+++ Working data

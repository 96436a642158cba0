//! In-memory transport for tests.

use std::collections::{HashMap, VecDeque};
use std::sync::{Arc, Mutex, MutexGuard};

use bytes::Bytes;
use tokio::sync::mpsc;
use tokio::time::Instant;
use uuid::Uuid;

use crate::error::{Error, Result};
use crate::protocol::Characteristic;
use crate::transport::{Transport, TransportEvent, TransportFuture};

/// A write seen by the mock.
#[derive(Debug, Clone)]
pub(crate) struct RecordedWrite {
    pub uuid: Uuid,
    pub data: Bytes,
    pub with_response: bool,
    pub at: Instant,
}

#[derive(Default)]
struct MockState {
    reads: HashMap<Uuid, Bytes>,
    connect_errors: VecDeque<Error>,
    connect_times: Vec<Instant>,
    disconnect_calls: usize,
    writes: Vec<RecordedWrite>,
    subscribed: Vec<Uuid>,
    unsubscribed: Vec<Uuid>,
    hang_reads: bool,
    hang_connects: bool,
    fail_unsubscribe: bool,
    connected: bool,
    event_tx: Option<mpsc::Sender<TransportEvent>>,
}

/// Transport double with shared state, so a test can keep a handle after
/// moving a clone into a session.
#[derive(Clone, Default)]
pub(crate) struct MockTransport {
    state: Arc<Mutex<MockState>>,
}

impl MockTransport {
    pub fn new() -> Self {
        Self::default()
    }

    fn lock(&self) -> MutexGuard<'_, MockState> {
        self.state.lock().unwrap()
    }

    pub fn with_read(self, uuid: Uuid, data: impl Into<Bytes>) -> Self {
        self.set_read(uuid, data);
        self
    }

    pub fn set_read(&self, uuid: Uuid, data: impl Into<Bytes>) {
        self.lock().reads.insert(uuid, data.into());
    }

    pub fn remove_read(&self, uuid: Uuid) {
        self.lock().reads.remove(&uuid);
    }

    /// Serves placeholder device information for any string not set yet.
    pub fn with_device_info(self) -> Self {
        {
            let mut state = self.lock();
            for characteristic in [
                Characteristic::Manufacturer,
                Characteristic::ModelNumber,
                Characteristic::SerialNumber,
                Characteristic::HardwareRevision,
                Characteristic::FirmwareRevision,
                Characteristic::SoftwareRevision,
            ] {
                state
                    .reads
                    .entry(characteristic.uuid())
                    .or_insert_with(|| Bytes::from_static(b"test"));
            }
            state
                .reads
                .entry(Characteristic::WifiStatus.uuid())
                .or_insert_with(|| Bytes::from(vec![0u8; 75]));
        }
        self
    }

    pub fn fail_next_connect(&self, err: Error) {
        self.lock().connect_errors.push_back(err);
    }

    pub fn hang_reads(&self, hang: bool) {
        self.lock().hang_reads = hang;
    }

    pub fn hang_connects(&self, hang: bool) {
        self.lock().hang_connects = hang;
    }

    pub fn fail_unsubscribe(&self, fail: bool) {
        self.lock().fail_unsubscribe = fail;
    }

    pub fn writes(&self) -> Vec<RecordedWrite> {
        self.lock().writes.clone()
    }

    pub fn connect_times(&self) -> Vec<Instant> {
        self.lock().connect_times.clone()
    }

    pub fn disconnect_calls(&self) -> usize {
        self.lock().disconnect_calls
    }

    pub fn subscribed(&self) -> Vec<Uuid> {
        self.lock().subscribed.clone()
    }

    pub fn unsubscribed(&self) -> Vec<Uuid> {
        self.lock().unsubscribed.clone()
    }

    /// Pushes a notification as the radio would.
    pub async fn notify(&self, uuid: Uuid, data: impl Into<Bytes>) {
        let tx = self.lock().event_tx.clone();
        if let Some(tx) = tx {
            let _ = tx
                .send(TransportEvent::Notification {
                    uuid,
                    data: data.into(),
                })
                .await;
        }
    }

    /// Drops the link without a local disconnect.
    pub async fn drop_link(&self) {
        let tx = {
            let mut state = self.lock();
            state.connected = false;
            state.event_tx.clone()
        };
        if let Some(tx) = tx {
            let _ = tx.send(TransportEvent::LinkLost).await;
        }
    }

    fn ensure_connected(&self) -> Result<()> {
        if self.lock().connected {
            Ok(())
        } else {
            Err(Error::NotConnected)
        }
    }
}

impl Transport for MockTransport {
    fn connect(&mut self) -> TransportFuture<'_, ()> {
        Box::pin(async move {
            let hang = {
                let mut state = self.lock();
                state.connect_times.push(Instant::now());
                if let Some(err) = state.connect_errors.pop_front() {
                    return Err(err);
                }
                state.hang_connects
            };
            if hang {
                futures::future::pending::<()>().await;
            }
            self.lock().connected = true;
            Ok(())
        })
    }

    fn disconnect(&mut self) -> TransportFuture<'_, ()> {
        Box::pin(async move {
            let mut state = self.lock();
            state.disconnect_calls += 1;
            state.connected = false;
            Ok(())
        })
    }

    fn read(&mut self, uuid: Uuid) -> TransportFuture<'_, Bytes> {
        Box::pin(async move {
            self.ensure_connected()?;
            let (hang, data) = {
                let state = self.lock();
                (state.hang_reads, state.reads.get(&uuid).cloned())
            };
            if hang {
                futures::future::pending::<()>().await;
            }
            data.ok_or(Error::UnsupportedCharacteristic { uuid })
        })
    }

    fn write(&mut self, uuid: Uuid, data: Bytes, with_response: bool) -> TransportFuture<'_, ()> {
        Box::pin(async move {
            self.ensure_connected()?;
            self.lock().writes.push(RecordedWrite {
                uuid,
                data,
                with_response,
                at: Instant::now(),
            });
            Ok(())
        })
    }

    fn subscribe(&mut self, uuid: Uuid) -> TransportFuture<'_, ()> {
        Box::pin(async move {
            self.ensure_connected()?;
            self.lock().subscribed.push(uuid);
            Ok(())
        })
    }

    fn unsubscribe(&mut self, uuid: Uuid) -> TransportFuture<'_, ()> {
        Box::pin(async move {
            let mut state = self.lock();
            if state.fail_unsubscribe {
                return Err(Error::Transport {
                    message: "unsubscribe rejected".into(),
                });
            }
            state.unsubscribed.push(uuid);
            Ok(())
        })
    }

    fn set_event_sender(&mut self, tx: mpsc::Sender<TransportEvent>) {
        self.lock().event_tx = Some(tx);
    }

    fn is_connected(&self) -> bool {
        self.lock().connected
    }

    fn local_name(&self) -> Option<String> {
        Some("Safera Sense".into())
    }

    fn address(&self) -> String {
        "D0:CF:5E:00:00:01".into()
    }
}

++++++

To do:
Transcribe all of the entries without alteration.

Response to this task:
repository 96436a642158cba0
//! In-memory transport for tests.

use std::collections::{HashMap, VecDeque};
use std::sync::{Arc, Mutex, MutexGuard};

use bytes::Bytes;
use tokio::sync::mpsc;
use tokio::time::Instant;
use uuid::Uuid;

use crate::error::{Error, Result};
use crate::protocol::Characteristic;
use crate::transport::{Transport, TransportEvent, TransportFuture};

/// A write seen by the mock.
#[derive(Debug, Clone)]
pub(crate) struct RecordedWrite {
    pub uuid: Uuid,
    pub data: Bytes,
    pub with_response: bool,
    pub at: Instant,
}

#[derive(Default)]
struct MockState {
    reads: HashMap<Uuid, Bytes>,
    connect_errors: VecDeque<Error>,
    connect_times: Vec<Instant>,
    disconnect_calls: usize,
    writes: Vec<RecordedWrite>,
    subscribed: Vec<Uuid>,
    unsubscribed: Vec<Uuid>,
    hang_reads: bool,
    hang_connects: bool,
    fail_unsubscribe: bool,
    connected: bool,
    event_tx: Option<mpsc::Sender<TransportEvent>>,
}

/// Transport double with shared state, so a test can keep a handle after
/// moving a clone into a session.
#[derive(Clone, Default)]
pub(crate) struct MockTransport {
    state: Arc<Mutex<MockState>>,
}

impl MockTransport {
    pub fn new() -> Self {
        Self::default()
    }

    fn lock(&self) -> MutexGuard<'_, MockState> {
        self.state.lock().unwrap()
    }

    pub fn with_read(self, uuid: Uuid, data: impl Into<Bytes>) -> Self {
        self.set_read(uuid, data);
        self
    }

    pub fn set_read(&self, uuid: Uuid, data: impl Into<Bytes>) {
        self.lock().reads.insert(uuid, data.into());
    }

    pub fn remove_read(&self, uuid: Uuid) {
        self.lock().reads.remove(&uuid);
    }

    /// Serves placeholder device information for any string not set yet.
    pub fn with_device_info(self) -> Self {
        {
            let mut state = self.lock();
            for characteristic in [
                Characteristic::Manufacturer,
                Characteristic::ModelNumber,
                Characteristic::SerialNumber,
                Characteristic::HardwareRevision,
                Characteristic::FirmwareRevision,
                Characteristic::SoftwareRevision,
            ] {
                state
                    .reads
                    .entry(characteristic.uuid())
                    .or_insert_with(|| Bytes::from_static(b"test"));
            }
            state
                .reads
                .entry(Characteristic::WifiStatus.uuid())
                .or_insert_with(|| Bytes::from(vec![0u8; 75]));
        }
        self
    }

    pub fn fail_next_connect(&self, err: Error) {
        self.lock().connect_errors.push_back(err);
    }

    pub fn hang_reads(&self, hang: bool) {
        self.lock().hang_reads = hang;
    }

    pub fn hang_connects(&self, hang: bool) {
        self.lock().hang_connects = hang;
    }

    pub fn fail_unsubscribe(&self, fail: bool) {
        self.lock().fail_unsubscribe = fail;
    }

    pub fn writes(&self) -> Vec<RecordedWrite> {
        self.lock().writes.clone()
    }

    pub fn connect_times(&self) -> Vec<Instant> {
        self.lock().connect_times.clone()
    }

    pub fn disconnect_calls(&self) -> usize {
        self.lock().disconnect_calls
    }

    pub fn subscribed(&self) -> Vec<Uuid> {
        self.lock().subscribed.clone()
    }

    pub fn unsubscribed(&self) -> Vec<Uuid> {
        self.lock().unsubscribed.clone()
    }

    /// Pushes a notification as the radio would.
    pub async fn notify(&self, uuid: Uuid, data: impl Into<Bytes>) {
        let tx = self.lock().event_tx.clone();
        if let Some(tx) = tx {
            let _ = tx
                .send(TransportEvent::Notification {
                    uuid,
                    data: data.into(),
                })
                .await;
        }
    }

    /// Drops the link without a local disconnect.
    pub async fn drop_link(&self) {
        let tx = {
            let mut state = self.lock();
            state.connected = false;
            state.event_tx.clone()
        };
        if let Some(tx) = tx {
            let _ = tx.send(TransportEvent::LinkLost).await;
        }
    }

    fn ensure_connected(&self) -> Result<()> {
        if self.lock().connected {
            Ok(())
        } else {
            Err(Error::NotConnected)
        }
    }
}

impl Transport for MockTransport {
    fn connect(&mut self) -> TransportFuture<'_, ()> {
        Box::pin(async move {
            let hang = {
                let mut state = self.lock();
                state.connect_times.push(Instant::now());
                if let Some(err) = state.connect_errors.pop_front() {
                    return Err(err);
                }
                state.hang_connects
            };
            if hang {
                futures::future::pending::<()>().await;
            }
            self.lock().connected = true;
            Ok(())
        })
    }

    fn disconnect(&mut self) -> TransportFuture<'_, ()> {
        Box::pin(async move {
            let mut state = self.lock();
            state.disconnect_calls += 1;
            state.connected = false;
            Ok(())
        })
    }

    fn read(&mut self, uuid: Uuid) -> TransportFuture<'_, Bytes> {
        Box::pin(async move {
            self.ensure_connected()?;
            let (hang, data) = {
                let state = self.lock();
                (state.hang_reads, state.reads.get(&uuid).cloned())
            };
            if hang {
                futures::future::pending::<()>().await;
            }
            data.ok_or(Error::UnsupportedCharacteristic { uuid })
        })
    }

    fn write(&mut self, uuid: Uuid, data: Bytes, with_response: bool) -> TransportFuture<'_, ()> {
        Box::pin(async move {
            self.ensure_connected()?;
            self.lock().writes.push(RecordedWrite {
                uuid,
                data,
                with_response,
                at: Instant::now(),
            });
            Ok(())
        })
    }

    fn subscribe(&mut self, uuid: Uuid) -> TransportFuture<'_, ()> {
        Box::pin(async move {
            self.ensure_connected()?;
            self.lock().subscribed.push(uuid);
            Ok(())
        })
    }

    fn unsubscribe(&mut self, uuid: Uuid) -> TransportFuture<'_, ()> {
        Box::pin(async move {
            let mut state = self.lock();
            if state.fail_unsubscribe {
                return Err(Error::Transport {
                    message: "unsubscribe rejected".into(),
                });
            }
            state.unsubscribed.push(uuid);
            Ok(())
        })
    }

    fn set_event_sender(&mut self, tx: mpsc::Sender<TransportEvent>) {
        self.lock().event_tx = Some(tx);
    }

    fn is_connected(&self) -> bool {
        self.lock().connected
    }

    fn local_name(&self) -> Option<String> {
        Some("Safera Sense".into())
    }

    fn address(&self) -> String {
        "D0:CF:5E:00:00:01".into()
    }
}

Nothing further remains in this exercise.